Page history last edited by Jon 14 years, 7 months ago

Palmer, Stuart - Nipped in the Bud

 

Palmer's Nipped in the Bud (1951) also makes entertaining reading. Partly this is due to the charm and humor of Palmer's storytelling. The book is similar in style to The Green Ace (1950), and the two novels make a diptych. In both, the personalities of Hildegarde Withers and Oscar Piper have reached a full, mature richness. In both works, Hildegarde and the Inspector never stop sleuthing. The continuous detective work is a gratifying reading experience.

 

Palmer has introduced a new character here, super defense attorney Sam Bordin. Palmer had already started collaborating with Craig Rice on tales that mix Withers' with Rice's attorney sleuth John J. Malone. Bordin is in many ways similar to Malone. Both have never lost a client, both cut legal corners in their clients' defense, both are flamboyant, both have long suffering secretaries and an eye for high living. It is as if Palmer liked the possibilities opened up by the Withers-Malone pairing, and wanted to have a similar character available in his own novels. Palmer also makes the Withers-Bordin combination more Malone like by having Withers and Bordin be old friends.

 

The appeal of Nipped in the Bud is also due to its plotting, which is unconventional. The reader is never quite sure exactly what sort of story he or she is reading. Is this a murder mystery; a hunt for a missing witness; a tale of legal shenanigans in preparation for a trial? The story could be any of the above, and it is not clear till the end what the real nature of the story is. Palmer's sustained ambiguity keeps the reader guessing. The story continuously oscillates between these poles, sometimes making it look like one of them, sometimes another. It is a very unusual approach. Palmer moves his characters through a strange labyrinth. While the end of the tale does not show puzzle plot brilliance, it does manage to tie up all the ends of the plot. Palmer is oddly helped in this by the breakdown in Golden Age conventions in the 1950's. In the 1930's, most crime books were formal mystery puzzles. By the 1950's, suspense tales were much more common, and it is perfectly plausible that Nipped in the Bud might be a tale of suspense or legal maneuvering.

 

The treatment of the characters' motivations is also deliberately mystifying. In many mystery stories, the characters all look slightly suspicious. Anyone of them could be the killer. By contrast, Nipped in the Bud is full of actions that demand explanations in terms of stark innocence or guilt. When a witness disappears, is she doing this out of fear? bribery? Does she have a guilty secret herself? An idealistic motive? Has someone deluded her with false ideas? Palmer constantly makes us wonder. These possible motives each move the interpretation of the story in a definitely different direction. There is something discrete about these alternatives, in the mathematical sense of the word.
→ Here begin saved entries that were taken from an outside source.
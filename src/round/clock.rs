//! Round timing state machine
//!
//! Two phases of fixed duration: the countdown, then the result-hold where
//! the winner stays on screen. The clock is advanced by explicit deltas from
//! the host timer and must tolerate jitter; it never assumes an exact tick
//! cadence.

/// Current phase of the round
#[derive(Debug, Clone, Copy, PartialEq, Eq)]
pub enum Phase {
    /// Countdown is running
    Running,
    /// Countdown expired, result is being displayed
    ResultHold,
    /// Round is over; terminal
    Done,
}

/// Phase transition caused by a tick. Each transition is reported exactly
/// once over the life of the clock.
#[derive(Debug, Clone, Copy, PartialEq, Eq)]
pub enum ClockTransition {
    None,
    /// Running -> ResultHold; the moment the winner must be drawn
    CountdownExpired,
    /// ResultHold -> Done
    RoundOver,
}

/// Drives a round's two timed phases off host-supplied elapsed time
#[derive(Debug, Clone)]
pub struct RoundClock {
    countdown_ms: u64,
    result_hold_ms: u64,
    elapsed_ms: u64,
    phase: Phase,
}

impl RoundClock {
    pub fn new(countdown_ms: u64, result_hold_ms: u64) -> Self {
        Self {
            countdown_ms,
            result_hold_ms,
            elapsed_ms: 0,
            phase: Phase::Running,
        }
    }

    pub fn phase(&self) -> Phase {
        self.phase
    }

    pub fn elapsed_ms(&self) -> u64 {
        self.elapsed_ms
    }

    /// Remaining countdown rounded up to whole seconds, for display. A fresh
    /// clock reads the full countdown; the value hits 0 exactly when the
    /// countdown expires.
    pub fn remaining_countdown_secs(&self) -> u64 {
        let remaining = self.countdown_ms.saturating_sub(self.elapsed_ms);
        remaining.div_ceil(1000)
    }

    /// Advance by `delta_ms` of real time. At most one transition is
    /// reported per call; a delta that overshoots both thresholds reports
    /// `CountdownExpired` now and `RoundOver` on the next tick, so the
    /// winner draw is never skipped.
    pub fn tick(&mut self, delta_ms: u64) -> ClockTransition {
        if self.phase == Phase::Done {
            return ClockTransition::None;
        }

        self.elapsed_ms = self.elapsed_ms.saturating_add(delta_ms);

        match self.phase {
            Phase::Running if self.elapsed_ms >= self.countdown_ms => {
                self.phase = Phase::ResultHold;
                ClockTransition::CountdownExpired
            }
            Phase::ResultHold
                if self.elapsed_ms >= self.countdown_ms + self.result_hold_ms =>
            {
                self.phase = Phase::Done;
                ClockTransition::RoundOver
            }
            _ => ClockTransition::None,
        }
    }
}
Unlike the guilt or innocence of a character in a conventional novel, which exists along a continuum in shades of gray, the various possible motives in Nipped in the Bud are all sharply separate from each other, like a choice between black and white.

 

Between the choices the reader is constantly being asked to make about what kind of novel this is, and the different interpretations that are put on the characters' motivations, Palmer has devised a novel that is frequently branching of into different directions. If one were to construct a diagram of the book, the best approach would be a 3D model using a set of Tinkertoys. Each colored stick would represent a different branch of the book's plot, which forks off in all directions making a three dimensional tree.

 

Nipped in the Bud contains many references to Sherlock Holmes. Withers employs a young Mexican boy Vito as an assistant; the novel points out that he is in the tradition of Sherlock Holmes' "Baker Street Irregulars". Charles B. Child introduced a similar Iraqi character into his Inspector Chafik stories. There is also the young black kid in William Faulkner's Intruder in the Dust (1948). All these young detectives are members of minority races. They are a sign of the early Civil Rights era, and an attempt by their authors to introduce minority sleuths into fiction.

 

Palmer uses just a few settings for his tale. These include the apartment building where the murder is committed, the TV studio, the main suspect's parents' house; and the hotel where Hildegarde and the young women stay in Tijuana. This allows Palmer to build up the reality of his tale. Most of these spaces seem domestic: they are where people live everyday.

 

Nipped in the Bud marks the official move of Hildegarde from New York City to Southern California. Part of the book takes place in New York, but most in Tijuana, Mexico, across the border from California. From that point on, most of the Withers short stories and the one completed novel, Cold Poison (1954), have a Southern California setting.

 

Mike Grost


B

 

One of the trickiest of all Palmer’s books.  I’ve complained in the past that he writes, constructs and clues very well, but doesn’t conceal the murderer.  Here, it’s the opposite.  Palmer adopts an unusual approach—an apparently open-and-shut case (main suspect arrested and awaiting trial), and Miss Withers going to Mexico to hunt for the missing witness.  Not the usual “problem in deduction”.  This means it’s disappointing as a detective story—not enough spread of suspicion or plot complexity; it’s more like Quentin’s Puzzle for Puppets.  However, considered as misdirection, it’s excellent.  Palmer uses a double bluff: a wrong solution (similar idea to The Green Ace—***main suspect, already arrested, is guilty***), followed by a right one that had me completely fooled.  The ending is rather Raymond Chandleresque—***the innocent witness turns out to be a hard-boiled bad girl on the make***.  Also excellent is the way  in which everything turns out to be the opposite of what the reader assumed (whole story is a double plot), and ***the innocent Junior Gault and Dallas Trempleau’s belief that he is guilty***.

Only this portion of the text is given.